At the October congress of the Chinese ‘Communist’ Party, Xi concentrated unprecedented power in his hands and enshrined ‘Socialism with Chinese Characteristics’ into the constitution. This is a sign of the fear of the regime because the penetration of corporate capital is creating contradictions that can unravel beyond the state’s control. It’s not an accident that China is perhaps the only country that spends more on internal security that external defence.

China’s rapid economic advance in the last three decades created a large working class and middle class. More people than ever own phones and cars. Consumer goods are bought by the hundreds of millions. Xi Jinping hopes that increased living standards and consumer goods will provide an element of social stability. But with all the credit-based capital investment by the state the Chinese economy tumbled from a growth rate of about 14 percent in 2007 to 6.8 percent in 2016 with little signs of any major revival.

Despite the economic growth and development since the late 1990s, based on imperialist, state and private investments, there has been an intensification of exploitation and a growing disparity between rich and poor. Billionaires dominate the so-called ‘Communist Party’. There is a yawning gap between rural and urban areas, inland and coastal. Even in urban areas, many workers find it hard to afford decent accommodation, suffer long commutes and are forced to work long hours. This has elicited increasing cynicism and even hatred of party’s hierarchy and officials of the regime.

China is one of the top five poorest countries in the world. Nearly 500 million Chinese still live on less than $2 a day and 920 million live below five dollars a day. 85 percent of the poor live in rural areas, with 66 percent concentrated in the western regions. There is also a simmering feeling of deprivation amongst oppressed national minorities, from Inner Mongolia and Tibet to Xinjiang, who regard rule from Beijing as oppressive and alien.

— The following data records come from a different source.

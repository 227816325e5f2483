//! Per-arc routing: backwards BFS prelude and forward A* search.
//!
//! An arc is one (net, user-pin) pair. Routing first tries a strictly
//! iteration-limited backwards BFS from the sink, which merges trivially
//! routable arcs into the net's existing tree at minimal cost. Arcs the
//! prelude cannot finish fall through to a forward A* whose remaining-cost
//! estimate is deliberately inflated to trade optimality for speed.

use crate::error::RouteError;
use crate::router::congestion::{present_wire_cost, BoundRef, PerWireData};
use crate::router::state::NetSummary;
use crate::router::Router;
use std::cmp::Ordering;
use std::collections::{BinaryHeap, HashMap, HashSet, VecDeque};
use strand_device::ids::{PipId, WireId};
use strand_device::rng::DetRng;
use strand_diag::{Diagnostic, Stage};

/// Cost of a wire on the search frontier.
#[derive(Debug, Clone, Copy, PartialEq)]
pub(crate) struct WireScore {
    /// Accumulated congestion-aware cost from the source.
    pub cost: f32,
    /// Inflated estimate of the remaining cost to the sink.
    pub togo: f32,
    /// Accumulated physical delay, for reporting.
    pub delay: f32,
}

impl WireScore {
    pub(crate) fn total(&self) -> f32 {
        self.cost + self.togo
    }
}

/// A frontier entry in the forward A* priority queue.
#[derive(Debug, Clone, Copy)]
pub(crate) struct QueuedWire {
    pub wire: WireId,
    pub score: WireScore,
    /// Deterministic tie-break: higher tag loses.
    pub randtag: u32,
}

impl PartialEq for QueuedWire {
    fn eq(&self, other: &Self) -> bool {
        self.score.total() == other.score.total() && self.randtag == other.randtag
    }
}

impl Eq for QueuedWire {}

impl Ord for QueuedWire {
    fn cmp(&self, other: &Self) -> Ordering {
        // BinaryHeap is a max-heap: the entry that compares Greater pops
        // first, so lower totals (and lower randtags on ties) win.
        match other
            .score
            .total()
            .partial_cmp(&self.score.total())
            .unwrap_or(Ordering::Equal)
        {
            Ordering::Equal => other.randtag.cmp(&self.randtag),
            ord => ord,
        }
    }
}
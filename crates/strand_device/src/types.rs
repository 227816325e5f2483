//! Shared geometry, timing, and binding-strength types.
//!
//! These are the structural vocabulary of the device model: grid locations,
//! bounding boxes (used both for routing search windows and placement
//! wirelength), min/typ/max delays, binding strengths, and BEL pin
//! directions.

use crate::ids::BelId;
use serde::{Deserialize, Serialize};

/// A location in the device grid.
///
/// `x`/`y` index the tile grid; `z` disambiguates co-located resources
/// (e.g. the four LUTs of one slice).
#[derive(Debug, Clone, Copy, PartialEq, Eq, Hash, Default, Serialize, Deserialize)]
pub struct Loc {
    /// Column index.
    pub x: i32,
    /// Row index.
    pub y: i32,
    /// Sub-tile index.
    pub z: i32,
}

impl Loc {
    /// Creates a location from its coordinates.
    pub fn new(x: i32, y: i32, z: i32) -> Self {
        Self { x, y, z }
    }

    /// Manhattan distance to another location, ignoring `z`.
    pub fn manhattan(&self, other: &Loc) -> i32 {
        (self.x - other.x).abs() + (self.y - other.y).abs()
    }
}

/// An inclusive axis-aligned bounding box over grid coordinates.
#[derive(Debug, Clone, Copy, PartialEq, Eq, Serialize, Deserialize)]
pub struct BoundingBox {
    /// Minimum column.
    pub x0: i32,
    /// Minimum row.
    pub y0: i32,
    /// Maximum column.
    pub x1: i32,
    /// Maximum row.
    pub y1: i32,
}

impl BoundingBox {
    /// An inverted box that any union will collapse to a real extent.
    pub const EMPTY: Self = Self {
        x0: i32::MAX,
        y0: i32::MAX,
        x1: i32::MIN,
        y1: i32::MIN,
    };

    /// Creates a box from its corner coordinates.
    pub fn new(x0: i32, y0: i32, x1: i32, y1: i32) -> Self {
        Self { x0, y0, x1, y1 }
    }

    /// A degenerate box covering a single point.
    pub fn point(x: i32, y: i32) -> Self {
        Self {
            x0: x,
            y0: y,
            x1: x,
            y1: y,
        }
    }

    /// Grows the box to include the given point.
    pub fn extend(&mut self, x: i32, y: i32) {
        self.x0 = self.x0.min(x);
        self.y0 = self.y0.min(y);
        self.x1 = self.x1.max(x);
        self.y1 = self.y1.max(y);
    }

    /// Grows the box to include another box.
    pub fn union(&mut self, other: &BoundingBox) {
        self.x0 = self.x0.min(other.x0);
        self.y0 = self.y0.min(other.y0);
        self.x1 = self.x1.max(other.x1);
        self.y1 = self.y1.max(other.y1);
    }

    /// Returns whether the point lies inside the box (inclusive).
    pub fn contains(&self, x: i32, y: i32) -> bool {
        x >= self.x0 && x <= self.x1 && y >= self.y0 && y <= self.y1
    }

    /// Returns whether the point lies on the box perimeter.
    pub fn touches_edge(&self, x: i32, y: i32) -> bool {
        x == self.x0 || x == self.x1 || y == self.y0 || y == self.y1
    }

    /// Returns whether the point lies inside the box expanded by `margin`
    /// on every side.
    pub fn contains_with_margin(&self, x: i32, y: i32, margin: i32) -> bool {
        x >= self.x0 - margin && x <= self.x1 + margin && y >= self.y0 - margin && y <= self.y1 + margin
    }

    /// Half-perimeter wirelength of the box.
    pub fn hpwl(&self) -> i64 {
        i64::from(self.x1 - self.x0) + i64::from(self.y1 - self.y0)
    }

    /// Box width in grid units.
    pub fn width(&self) -> i32 {
        self.x1 - self.x0
    }

    /// Box height in grid units.
    pub fn height(&self) -> i32 {
        self.y1 - self.y0
    }
}

impl Default for BoundingBox {
    fn default() -> Self {
        Self::point(0, 0)
    }
}

/// A timing delay with min/typical/max corners in nanoseconds.
///
/// Routing and placement costs consume the `max_ns` (slow corner)
/// projection.
#[derive(Debug, Clone, Copy, PartialEq, Serialize, Deserialize)]
pub struct Delay {
    /// Minimum delay in nanoseconds (fast corner).
    pub min_ns: f64,
    /// Typical delay in nanoseconds (nominal corner).
    pub typ_ns: f64,
    /// Maximum delay in nanoseconds (slow corner).
    pub max_ns: f64,
}

impl Delay {
    /// A zero delay.
    pub const ZERO: Self = Self {
        min_ns: 0.0,
        typ_ns: 0.0,
        max_ns: 0.0,
    };

    /// Creates a new delay with the given min/typ/max values.
    pub fn new(min_ns: f64, typ_ns: f64, max_ns: f64) -> Self {
        Self {
            min_ns,
            typ_ns,
            max_ns,
        }
    }

    /// Creates a delay with all three corners equal.
    pub fn flat(ns: f64) -> Self {
        Self::new(ns, ns, ns)
    }
}

impl Default for Delay {
    fn default() -> Self {
        Self::ZERO
    }
}

/// The strength of a resource binding.
///
/// The cores overwrite WEAK bindings freely, keep STRONG bindings unless
/// forced, and never touch USER bindings.
#[derive(Debug, Clone, Copy, PartialEq, Eq, PartialOrd, Ord, Hash, Serialize, Deserialize)]
pub enum Strength {
    /// A binding placed by an optimizer; may be ripped up at any time.
    Weak,
    /// A binding placed by an earlier pass (e.g. a global clock router).
    Strong,
    /// A binding pinned by the user; immovable.
    User,
}

/// The direction of a BEL pin relative to the fabric.
#[derive(Debug, Clone, Copy, PartialEq, Eq, Hash, Serialize, Deserialize)]
pub enum PinDir {
    /// The pin consumes a signal from the routing fabric.
    Input,
    /// The pin drives a signal onto the routing fabric.
    Output,
    /// The pin is bidirectional.
    Inout,
}

/// A BEL pin attached to a routing wire.
#[derive(Debug, Clone, Copy, PartialEq, Eq, Hash, Serialize, Deserialize)]
pub struct BelPin {
    /// The BEL the pin belongs to.
    pub bel: BelId,
    /// The pin's direction.
    pub dir: PinDir,
}

#[cfg(test)]
mod tests {
    use super::*;

    #[test]
    fn loc_manhattan() {
        let a = Loc::new(1, 2, 0);
        let b = Loc::new(4, 0, 3);
        assert_eq!(a.manhattan(&b), 5);
        assert_eq!(b.manhattan(&a), 5);
        assert_eq!(a.manhattan(&a), 0);
    }

    #[test]
    fn bbox_extend_from_empty() {
        let mut bb = BoundingBox::EMPTY;
        bb.extend(3, 7);
        assert_eq!(bb, BoundingBox::point(3, 7));
        bb.extend(1, 9);
        assert_eq!(bb, BoundingBox::new(1, 7, 3, 9));
    }

    #[test]
    fn bbox_union() {
        let mut a = BoundingBox::new(0, 0, 2, 2);
        let b = BoundingBox::new(1, 1, 5, 4);
        a.union(&b);
        assert_eq!(a, BoundingBox::new(0, 0, 5, 4));
    }

    #[test]
    fn bbox_contains() {
        let bb = BoundingBox::new(1, 1, 4, 4);
        assert!(bb.contains(1, 1));
        assert!(bb.contains(4, 4));
        assert!(bb.contains(2, 3));
        assert!(!bb.contains(0, 2));
        assert!(!bb.contains(5, 2));
    }

    #[test]
    fn bbox_touches_edge() {
        let bb = BoundingBox::new(1, 1, 4, 4);
        assert!(bb.touches_edge(1, 2));
        assert!(bb.touches_edge(3, 4));
        assert!(!bb.touches_edge(2, 2));
    }

    #[test]
    fn bbox_margin() {
        let bb = BoundingBox::new(2, 2, 3, 3);
        assert!(bb.contains_with_margin(0, 2, 2));
        assert!(bb.contains_with_margin(5, 5, 2));
        assert!(!bb.contains_with_margin(6, 2, 2));
    }

    #[test]
    fn bbox_hpwl() {
        assert_eq!(BoundingBox::new(0, 0, 3, 2).hpwl(), 5);
        assert_eq!(BoundingBox::point(7, 7).hpwl(), 0);
    }

    #[test]
    fn delay_corners() {
        let d = Delay::new(0.1, 0.2, 0.3);
        assert_eq!(d.max_ns, 0.3);
        assert_eq!(Delay::flat(0.5).min_ns, 0.5);
        assert_eq!(Delay::default(), Delay::ZERO);
    }

    #[test]
    fn strength_ordering() {
        assert!(Strength::Weak < Strength::Strong);
        assert!(Strength::Strong < Strength::User);
    }

    #[test]
    fn serde_roundtrips() {
        let bb = BoundingBox::new(-1, 0, 3, 9);
        let json = serde_json::to_string(&bb).unwrap();
        assert_eq!(bb, serde_json::from_str::<BoundingBox>(&json).unwrap());

        let d = Delay::new(0.5, 1.0, 1.5);
        let json = serde_json::to_string(&d).unwrap();
        assert_eq!(d, serde_json::from_str::<Delay>(&json).unwrap());

        let s = Strength::Strong;
        let json = serde_json::to_string(&s).unwrap();
        assert_eq!(s, serde_json::from_str::<Strength>(&json).unwrap());
    }
}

Migrant workers within China’s cities are also maltreated. Rural communities are outraged about land grabs by gangster property speculators, often connected with the Communist Party or the Peoples Liberation Army, a major stakeholder in the economy. In urban areas too, prime land and property is extorted from locals. State brutality is intense.

To dissipate some of the seething discontent, Xi Jinping started a cracked down against corruption, incarcerating some high-ranking but mostly local leaders and officials. But in the last 30 years, as industry developed, some 300 million people, mostly from the countryside have joined the ranks of the Chinese working class. It is the largest migration in human history. They speak different languages and come from over 50 different nationalities and diverse cultural backgrounds. They have to live and toil in atrocious work conditions.

Before the restoration, under Mao’s so-called “iron rice bowl” system, even most villagers had open access to nurseries, kindergartens, pensions, not to mention, of course, education. Now, most Chinese workers have to pay for basic health needs. With the cut-throat competition in the world markets the corporate bosses continually cut costs and keep wages down. This has increased the frequency of strikes and labour struggles.

In the last few years there have been massive strike movements across the country, with a greater participation every year. Tens of thousands of strikes took place, involving millions of workers in 2017. The bosses were forced to make serious concessions. Significant wage increases were won, in some cases of 50% or more. When workers go on strike in China they ensure, by factory occupations, that no one else does the job.

As elsewhere when majority workers are back at work, concessions are often reversed, and the leaders are arrested. In some cases, protest leaders are ‘disappeared’. Nevertheless, despite repression and intimidation, the confidence of the Chinese working class is growing. Today China has the largest proletariat in the world. These sporadic strikes and youth uprisings could transform into a revolutionary movement sooner rather than later. A successful socialist revolution in China, with its immense stature in the world, would have unforeseen revolutionary repercussions across the planet.